A Copersucar viveu de 1975 a 1982, nos últimos anos deixou de cuspir açúcar e o Brasil cuspiu nos Fittipaldi, ainda que três vezes tenha ido ao pódio, ainda que tenha terminado o campeonato de 1978 na frente da Williams, da McLaren e da Renault, ainda que em 1980 tenha terminado o campeonato na frente da Ferrari, sim, da Ferrari, até fechar as portas e levar Wilsinho à falência.

Em 1998, alguém me disse que tinha visto dois carros da Copersucar numa oficina em Interlagos, peguei meu carro e fiquei rodando pelo bairro, perguntando aqui e ali, até encontrar a tal oficina, e olhei lá dentro e era verdade, havia dois carros da Copersucar, um em cima do outro. Era hora do almoço, eu tinha uma máquina fotográfica, entrei e pedi para fotografar, o funcionário disse que eu teria de ser rápido porque se o patrão chegasse me expulsaria dali, acabou a bateria da máquina, saí correndo, encontrei o diabo da pilha para aquela máquina numa loja de fotografia, Fotoptica, Curt, Fujifilm, sei lá, voltei correndo, bati as fotos, saí correndo.

Estavam jogados nos fundos de uma oficina escura e úmida, na carenagem prateada de um deles estava pintado o nome de Ingo Hoffmann, no outro, e aqui talvez eu esteja adaptando minha memória às necessidades do momento, no outro estava o nome do Wilsinho.

Saiu no jornal em que eu trabalhava, fiquei muito orgulhoso. Se me permitem, eis as fotos.

E assim termina minha história com Wilsinho. Depois disso ainda o encontrei aqui e ali, ganhou duas vezes as Mil Milhas, uma delas correndo com o Christian, acho que nunca soube direito quem eu era, o que em nada me incomoda, porque sempre me cumprimentava com cortesia e educação, um sorriso largo e a voz grave e rouca, um sotaque fittipáldico muito característico dos membros dessa família que tanta coisa realizou e ainda realiza, como não?, com seus descendentes que seguem correndo pelo mundo e o chamam de tio Wilsinho.

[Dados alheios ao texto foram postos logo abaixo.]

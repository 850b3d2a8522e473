//! Runtime type descriptions for configuration values.

use std::fmt;

/// The kind of a configuration value, as reported in error messages.
///
/// Entries that are neither object instances nor names keep only their kind;
/// the builder rejects them with a message such as `"integer" given`.
#[derive(Debug, Clone, Copy, PartialEq, Eq, Hash)]
pub enum ValueKind {
    /// An absent or null value.
    Null,
    /// `true` or `false`.
    Boolean,
    /// A signed or unsigned integer.
    Integer,
    /// A floating point number.
    Float,
    /// A string.
    String,
    /// A sequence.
    Array,
    /// A key/value mapping.
    Mapping,
    /// A live object instance.
    Object,
}

impl ValueKind {
    /// Returns the lowercase name of the kind.
    pub const fn as_str(&self) -> &'static str {
        match self {
            ValueKind::Null => "null",
            ValueKind::Boolean => "boolean",
            ValueKind::Integer => "integer",
            ValueKind::Float => "float",
            ValueKind::String => "string",
            ValueKind::Array => "array",
            ValueKind::Mapping => "mapping",
            ValueKind::Object => "object",
        }
    }
}

impl fmt::Display for ValueKind {
    fn fmt(&self, f: &mut fmt::Formatter<'_>) -> fmt::Result {
        f.write_str(self.as_str())
    }
}
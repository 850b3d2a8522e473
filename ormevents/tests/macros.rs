#![cfg(feature = "macros")]

use ormevents::{
    DispatchError, EmptyEventArgs, Object, SharedObject, TypeRegistry,
};
use std::sync::{Arc, atomic::Ordering};

mod common;
use common::{AuditSubscriber, FailingSave, Inert, LoadArgs, Timestamps};

// ============================================================================
// Test: #[object]
// ============================================================================

#[test]
fn test_member_table() {
    let timestamps = Timestamps::default();

    assert!(timestamps.responds_to("load"));
    assert!(timestamps.responds_to("save"));
    assert!(!timestamps.responds_to("loaded_ids"));
    assert!(!timestamps.responds_to("missing"));
}

#[test]
fn test_skipped_method_is_not_a_member() {
    assert!(!Timestamps::default().responds_to("on_flush"));
}

#[test]
fn test_empty_impl_has_no_members() {
    let inert = Inert;

    assert!(!inert.responds_to("load"));
    assert!(matches!(
        inert
            .invoke("load", &EmptyEventArgs)
            .unwrap_err()
            .downcast_ref::<DispatchError>(),
        Some(DispatchError::UnknownMethod { method, .. }) if method == "load"
    ));
}

#[test]
fn test_typed_payload_is_downcast() {
    let timestamps = Timestamps::default();

    timestamps.invoke("load", &LoadArgs { id: 3 }).unwrap();
    timestamps.invoke("load", &LoadArgs { id: 4 }).unwrap();

    assert_eq!(timestamps.loaded_ids(), [3, 4]);
}

#[test]
fn test_wrong_payload_type_is_an_error() {
    let timestamps = Timestamps::default();

    let err = timestamps.invoke("load", &EmptyEventArgs).unwrap_err();

    assert!(matches!(
        err.downcast_ref::<DispatchError>(),
        Some(DispatchError::ArgsMismatch { method, expected })
            if method == "load" && *expected == std::any::type_name::<LoadArgs>()
    ));
    assert!(timestamps.loaded_ids().is_empty());
}

#[test]
fn test_erased_payload_is_passed_through() {
    let timestamps = Timestamps::default();

    timestamps.invoke("save", &LoadArgs { id: 1 }).unwrap();
    timestamps.invoke("save", &EmptyEventArgs).unwrap();

    assert_eq!(timestamps.saved.load(Ordering::SeqCst), 2);
}

#[test]
fn test_method_error_is_returned() {
    let err = FailingSave.invoke("save", &EmptyEventArgs).unwrap_err();
    assert_eq!(err.to_string(), "disk full");
}

#[test]
fn test_subscriber_flag_grants_capability() {
    let audit: SharedObject = Arc::new(AuditSubscriber::default());
    let timestamps: SharedObject = Arc::new(Timestamps::default());

    let subscriber = audit.as_subscriber().expect("subscriber capability");
    assert_eq!(subscriber.subscribed_events().as_slice(), ["on_flush"]);
    assert!(timestamps.as_subscriber().is_none());
}

#[test]
fn test_type_name_is_fully_qualified() {
    let timestamps = Timestamps::default();
    assert_eq!(timestamps.type_name(), std::any::type_name::<Timestamps>());
}

// ============================================================================
// Test: derive(Instantiable)
// ============================================================================

#[test]
fn test_derived_types_are_in_global_registry() {
    let registry = TypeRegistry::global();

    for name in [
        std::any::type_name::<AuditSubscriber>(),
        std::any::type_name::<Timestamps>(),
        std::any::type_name::<Inert>(),
    ] {
        assert!(registry.contains(name), "{name} not registered");
    }
    assert!(!registry.contains(std::any::type_name::<FailingSave>()));

    let instance = registry
        .instantiate(std::any::type_name::<Timestamps>())
        .unwrap();
    assert!(instance.is::<Timestamps>());
}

O que de fato interessa neste relato razoavelmente presunçoso, dada a desimportância de quem o faz, eu, no caso, é que, como vocês, notei que no carro vermelho do meu Wilsinho não se vê mais nenhum sinal do capacete azul claro com uma faixa amarela no meio, o que significa que ele partiu e não sei se o veremos mais.